Thursday, May 12, 2016

Medicare: Not set to go kabust in the future, already there

Juniper Research Group's Chris Jacobs, writing at NRO, explains what being gun-shy of the third rail hath wrought:


It’s not that Medicare will become insolvent in ten or twenty years’ time — it’s practically insolvent now. The program’s Part A (hospital insurance) trust fund lost a whopping $128.7 billion between 2008 and 2014, according to the program’s trustees. The Congressional Budget Office projected earlier this year that the trust fund would become insolvent within the decade.

But in reality, the only thing keeping Medicare afloat at present is the double-counting budget gimmicks created by Obamacare. In the year prior to the law’s enactment, the program’s trustees estimated that the Part A trust fund would become insolvent by 2017 — just a few short months from now. But within months after Obamacare became law, the trustees pushed back their insolvency estimate twelve years, from 2017 to 2029.

The trustees’ estimates notwithstanding, Medicare hasn’t become more solvent under President Obama — far from it. Instead, the Medicare payment reductions and tax increases used to fund Obamacare are simultaneously giving the illusion of improving Medicare’s insolvency. When former Health and Human Services secretary Kathleen Sebelius was asked at a congressional hearing whether those funds were being used “to save Medicare, or . . . to fund health care reform [Obamacare],” Sebelius replied, “Both.”

The Madoff-esque accounting schemes included in Obamacare do not improve Medicare’s solvency one whit. In fact, they undermine the program, because the illusion of solvency has encouraged politicians to ignore Medicare’s financial shortfalls until it’s too late.

And ignore it they have. Sanders has proposed a “Medicare for all” plan that a liberal think tank this week estimated would cost the federal government $32 trillion over ten years. Hillary Clinton has proposed creating another new entitlement — this one a refundable tax credit of up to $5,000 per family to cover out-of-pocket medical expenses, for which many of the 175 million Americans with employer-sponsored coverage could qualify. And Donald Trump has run ads, in states including Pennsylvania, claiming he will “save Social Security and Medicare without cuts.”


And Jacobs spells out a key concrete reason why Speaker Ryan must exercise maximum wariness in these get-acquainted sessions with Squirrel-Hair:
By claiming he can ’save Social Security and Medicare without cuts,’ Trump is effectively signing Republicans up for a $28 trillion tax increase to ’save Medicare.’  Little wonder, then, that the Speaker expressed his reluctance to endorse Trump; at their meeting today, they could well address this topic in detail.

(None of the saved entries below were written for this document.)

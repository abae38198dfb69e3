//! 目标驱动的任务队列：执行、记忆、生成、去重、重排

pub mod engine;
pub mod prompt;
pub mod types;

pub use engine::{merge_new_tasks, ObjectiveSettings, TaskQueueEngine};
pub use types::{CompletedTask, PrioritizedTask, PRIORITIZED_TASKS_SHAPE};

This piece was written before Ryan's post-pow-wow presser, which I found encouraging.

13 comments:

  1. That's depressing. Medicare has already saved my financial bacon. Incurred 40K in '15, a bare 8 months following eligibility. Hitherto I had gone bare as a bare bones 1099er, fully self-insured, if you will for a dozen years, with nary a visit to a doc, can't think of when I did, oh, yeah, it was in '08 when I got a scrip for ED meds & he told me my BP was high and gave me a cheap scrip to fill for 5 bucks a month. Just depressing, because the private market will sock it to the oldsters. It's why this social insurance plan was created and voted-in in the House, 313-115 (with 5 not voting) and Senate 68-21 (with 11 not voting) in 1965. LBJ, the crack daddy* architect of the Great Society, said when he signed it into law "And through this new law, Mr. President, every citizen will be able, in his productive years when he is earning, to insure himself against the
    ravages of illness in his old age. This insurance will help pay for care in hospitals, in skilled nursing homes, or in the home. And under a separate plan it will help meet the bills of the doctors." Sad. And now you don't want it to be so. But who ever got sad about sad?

    *a dad that has no ass to hold his pants up. u know shaped like a funnel. his pants are always falling down especially after a beer or two...ugh!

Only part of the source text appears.